The future of Indian economy is brighter because of its huge human resources,
rapidly upcoming service sector, availability of large number of competent
professionals, vast market for every product, increasing impact of consumerism,
absence of controls and licenses, interest of foreign entrepreneurs in India and
existence of four hundred million middle class people. Even today, India is
producing largest number of billionaires in a year, take over by Indian
multinationals is amazing, the craze of Indians to go abroad is rapidly diminishing,
the Rupee is becoming stronger and stronger in relation to Dollar. Our country's
say in the international diplomacy and political affairs has now become
meaningful, thousands of foreigners are working as executives in India, packages
are becoming lucrative and competitive and annual rate of growth is highest after
China. This present picture gives some reflections of the future. But this is all in
the absolute sense and not in the relative terms.
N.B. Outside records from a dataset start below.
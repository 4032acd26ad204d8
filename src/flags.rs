use crate::error::ShellError;
use std::collections::HashMap;

#[derive(Debug, Clone)]
pub struct Flags {
    flags: HashMap<String, Flag>,
}

#[derive(Debug, Clone)]
pub struct Flag {
    pub short: String,
    pub long: String,
    pub description: String,
    pub takes_value: bool,
    pub value: Option<String>,
}

impl Flag {
    fn new(short: &str, long: &str, description: &str, takes_value: bool) -> Self {
        Self {
            short: short.to_string(),
            long: long.to_string(),
            description: description.to_string(),
            takes_value,
            value: None,
        }
    }
}

impl Default for Flags {
    fn default() -> Self {
        Self::new()
    }
}

impl Flags {
    pub fn new() -> Self {
        let mut flags = HashMap::new();

        flags.insert(
            "help".to_string(),
            Flag::new("-h", "--help", "Print this help message", false),
        );
        flags.insert(
            "version".to_string(),
            Flag::new("-v", "--version", "Show version information", false),
        );
        flags.insert(
            "config".to_string(),
            Flag::new("-c", "--config", "Read settings from this file instead of ~/.smallshrc", true),
        );
        flags.insert(
            "quiet".to_string(),
            Flag::new("-q", "--quiet", "Suppress warnings", false),
        );
        flags.insert(
            "debug".to_string(),
            Flag::new("-d", "--debug", "Enable debug logging on stderr", false),
        );
        flags.insert(
            "plain".to_string(),
            Flag::new("-p", "--plain", "Read raw lines, without line editing", false),
        );

        Flags { flags }
    }

    pub fn parse(&mut self, args: &[String]) -> Result<(), ShellError> {
        let mut i = 0;
        while i < args.len() {
            let arg = &args[i];

            if let Some(flag) = self
                .flags
                .values_mut()
                .find(|flag| arg == &flag.short || arg == &flag.long)
            {
                if flag.takes_value {
                    let value = args.get(i + 1).ok_or_else(|| {
                        ShellError::FlagError(format!("Flag {} requires a value", arg))
                    })?;
                    flag.value = Some(value.clone());
                    i += 1;
                } else {
                    flag.value = Some("true".to_string());
                }
            }
            i += 1;
        }
        Ok(())
    }

    pub fn is_set(&self, name: &str) -> bool {
        self.flags
            .get(name)
            .and_then(|f| f.value.as_ref())
            .is_some()
    }

    pub fn get_value(&self, name: &str) -> Option<&String> {
        self.flags.get(name).and_then(|f| f.value.as_ref())
    }

    pub fn print_help(&self) {
        println!("Usage: smallsh [OPTIONS]");
        println!("\nOptions:");
        let mut flags: Vec<&Flag> = self.flags.values().collect();
        flags.sort_by(|a, b| a.long.cmp(&b.long));
        for flag in flags {
            println!("  {}, {:<15} {}", flag.short, flag.long, flag.description);
        }
    }
}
We are afraid, in future also
problems of poverty, unemployment, illiteracy, conservatism, criminalization of
politics and economic and social disparities will be prevailing nearly in the sameway. This is the contradiction of present delighting picture and fearful
apprehensiveness of future. What is the actuality? This question is not only
relevant but has to be necessarily replied. That is way the book "Future of Indian
Economy" has been written to analyze the conditions in the field like role of micro
financing in eradicating problems of poverty and unemployment, the problems and
prospects of knowledge economy, chances and challenges of outsourcing in service
sector, role of insurance companies in making the future brighter and safer,
aggressive retailing and millions of retailers, impact of future trading incommodities on smaller traders, reforms and changing pattern of lending and
borrowing and challenges before the Public Sector.